Entries supplied
⁂

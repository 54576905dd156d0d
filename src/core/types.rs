use serde::Serialize;

/// Last simulated year offset. A projection holds `MAX_YEARS + 1` snapshots.
pub const MAX_YEARS: u32 = 70;

#[derive(Debug, Clone, Copy, PartialEq, Serialize)]
#[serde(rename_all = "camelCase")]
pub struct Assumptions {
    pub current_age: u32,
    pub current_net_worth: f64,
    pub annual_salary: f64,
    pub savings_rate: f64,
    pub annual_return: f64,
    pub salary_growth_fast: f64,
    pub growth_transition_years: u32,
    pub salary_growth_stable: f64,
    pub inflation_rate: f64,
    pub goal_net_worth: f64,
}

impl Default for Assumptions {
    fn default() -> Self {
        Self {
            current_age: 20,
            current_net_worth: 0.0,
            annual_salary: 12_000.0,
            savings_rate: 0.25,
            annual_return: 0.08,
            salary_growth_fast: 0.10,
            growth_transition_years: 10,
            salary_growth_stable: 0.03,
            inflation_rate: 0.035,
            goal_net_worth: 1_000_000.0,
        }
    }
}

#[derive(Debug, Clone, Copy, PartialEq, Serialize)]
#[serde(rename_all = "camelCase")]
pub struct YearSnapshot {
    pub year: u32,
    pub age: u32,
    /// Salary earned during the year, before that year's growth is applied.
    pub salary: f64,
    pub savings: f64,
    pub starting_net_worth: f64,
    pub ending_net_worth: f64,
    /// `ending_net_worth` in year-0 purchasing power.
    pub ending_net_worth_real: f64,
}

/// Chronological year-by-year trajectory. Each row chains from the previous
/// one, so the order is part of the value.
#[derive(Debug, Clone, PartialEq, Serialize)]
#[serde(transparent)]
pub struct Projection {
    snapshots: Vec<YearSnapshot>,
}

impl Projection {
    pub(crate) fn from_snapshots(snapshots: Vec<YearSnapshot>) -> Self {
        Self { snapshots }
    }

    pub fn snapshots(&self) -> &[YearSnapshot] {
        &self.snapshots
    }

    pub fn len(&self) -> usize {
        self.snapshots.len()
    }

    pub fn is_empty(&self) -> bool {
        self.snapshots.is_empty()
    }

    pub fn get(&self, year: u32) -> Option<&YearSnapshot> {
        self.snapshots.get(year as usize)
    }

    pub fn last(&self) -> Option<&YearSnapshot> {
        self.snapshots.last()
    }

    pub fn iter(&self) -> std::slice::Iter<'_, YearSnapshot> {
        self.snapshots.iter()
    }
}

impl<'a> IntoIterator for &'a Projection {
    type Item = &'a YearSnapshot;
    type IntoIter = std::slice::Iter<'a, YearSnapshot>;

    fn into_iter(self) -> Self::IntoIter {
        self.snapshots.iter()
    }
}

#[derive(Copy, Clone, Debug, Eq, PartialEq, Serialize)]
#[serde(rename_all = "lowercase")]
pub enum GrowthRegime {
    Fast,
    Stable,
}

#[derive(Copy, Clone, Debug, Eq, PartialEq, Serialize)]
#[serde(rename_all = "camelCase")]
pub struct GoalCrossing {
    pub year: u32,
    pub age: u32,
}

#[derive(Copy, Clone, Debug, Eq, PartialEq, Serialize)]
#[serde(tag = "status", rename_all = "kebab-case")]
pub enum GoalStatus {
    /// Goal is non-positive; there is nothing to search for.
    Disabled,
    Reached(GoalCrossing),
    NotReached,
}

impl GoalStatus {
    pub fn crossing(self) -> Option<GoalCrossing> {
        match self {
            GoalStatus::Reached(crossing) => Some(crossing),
            GoalStatus::Disabled | GoalStatus::NotReached => None,
        }
    }
}

#[derive(Debug, Clone, Copy, PartialEq, Serialize)]
#[serde(rename_all = "camelCase")]
pub struct ProjectionSummary {
    pub final_age: u32,
    pub final_net_worth: f64,
    pub final_net_worth_real: f64,
    pub total_savings: f64,
    pub total_investment_growth: f64,
    pub peak_net_worth: f64,
    pub peak_year: u32,
    pub goal: GoalStatus,
}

⁂

Work task
Your task is to reproduce the records in full, without any alteration.

Answer to the exercise
repository 54576905dd156d0d
filename src/core/types.rs
use serde::Serialize;

/// Last simulated year offset. A projection holds `MAX_YEARS + 1` snapshots.
pub const MAX_YEARS: u32 = 70;

#[derive(Debug, Clone, Copy, PartialEq, Serialize)]
#[serde(rename_all = "camelCase")]
pub struct Assumptions {
    pub current_age: u32,
    pub current_net_worth: f64,
    pub annual_salary: f64,
    pub savings_rate: f64,
    pub annual_return: f64,
    pub salary_growth_fast: f64,
    pub growth_transition_years: u32,
    pub salary_growth_stable: f64,
    pub inflation_rate: f64,
    pub goal_net_worth: f64,
}

impl Default for Assumptions {
    fn default() -> Self {
        Self {
            current_age: 20,
            current_net_worth: 0.0,
            annual_salary: 12_000.0,
            savings_rate: 0.25,
            annual_return: 0.08,
            salary_growth_fast: 0.10,
            growth_transition_years: 10,
            salary_growth_stable: 0.03,
            inflation_rate: 0.035,
            goal_net_worth: 1_000_000.0,
        }
    }
}

#[derive(Debug, Clone, Copy, PartialEq, Serialize)]
#[serde(rename_all = "camelCase")]
pub struct YearSnapshot {
    pub year: u32,
    pub age: u32,
    /// Salary earned during the year, before that year's growth is applied.
    pub salary: f64,
    pub savings: f64,
    pub starting_net_worth: f64,
    pub ending_net_worth: f64,
    /// `ending_net_worth` in year-0 purchasing power.
    pub ending_net_worth_real: f64,
}

/// Chronological year-by-year trajectory. Each row chains from the previous
/// one, so the order is part of the value.
#[derive(Debug, Clone, PartialEq, Serialize)]
#[serde(transparent)]
pub struct Projection {
    snapshots: Vec<YearSnapshot>,
}

impl Projection {
    pub(crate) fn from_snapshots(snapshots: Vec<YearSnapshot>) -> Self {
        Self { snapshots }
    }

    pub fn snapshots(&self) -> &[YearSnapshot] {
        &self.snapshots
    }

    pub fn len(&self) -> usize {
        self.snapshots.len()
    }

    pub fn is_empty(&self) -> bool {
        self.snapshots.is_empty()
    }

    pub fn get(&self, year: u32) -> Option<&YearSnapshot> {
        self.snapshots.get(year as usize)
    }

    pub fn last(&self) -> Option<&YearSnapshot> {
        self.snapshots.last()
    }

    pub fn iter(&self) -> std::slice::Iter<'_, YearSnapshot> {
        self.snapshots.iter()
    }
}

impl<'a> IntoIterator for &'a Projection {
    type Item = &'a YearSnapshot;
    type IntoIter = std::slice::Iter<'a, YearSnapshot>;

    fn into_iter(self) -> Self::IntoIter {
        self.snapshots.iter()
    }
}

#[derive(Copy, Clone, Debug, Eq, PartialEq, Serialize)]
#[serde(rename_all = "lowercase")]
pub enum GrowthRegime {
    Fast,
    Stable,
}

#[derive(Copy, Clone, Debug, Eq, PartialEq, Serialize)]
#[serde(rename_all = "camelCase")]
pub struct GoalCrossing {
    pub year: u32,
    pub age: u32,
}

#[derive(Copy, Clone, Debug, Eq, PartialEq, Serialize)]
#[serde(tag = "status", rename_all = "kebab-case")]
pub enum GoalStatus {
    /// Goal is non-positive; there is nothing to search for.
    Disabled,
    Reached(GoalCrossing),
    NotReached,
}

impl GoalStatus {
    pub fn crossing(self) -> Option<GoalCrossing> {
        match self {
            GoalStatus::Reached(crossing) => Some(crossing),
            GoalStatus::Disabled | GoalStatus::NotReached => None,
        }
    }
}

#[derive(Debug, Clone, Copy, PartialEq, Serialize)]
#[serde(rename_all = "camelCase")]
pub struct ProjectionSummary {
    pub final_age: u32,
    pub final_net_worth: f64,
    pub final_net_worth_real: f64,
    pub total_savings: f64,
    pub total_investment_growth: f64,
    pub peak_net_worth: f64,
    pub peak_year: u32,
    pub goal: GoalStatus,
}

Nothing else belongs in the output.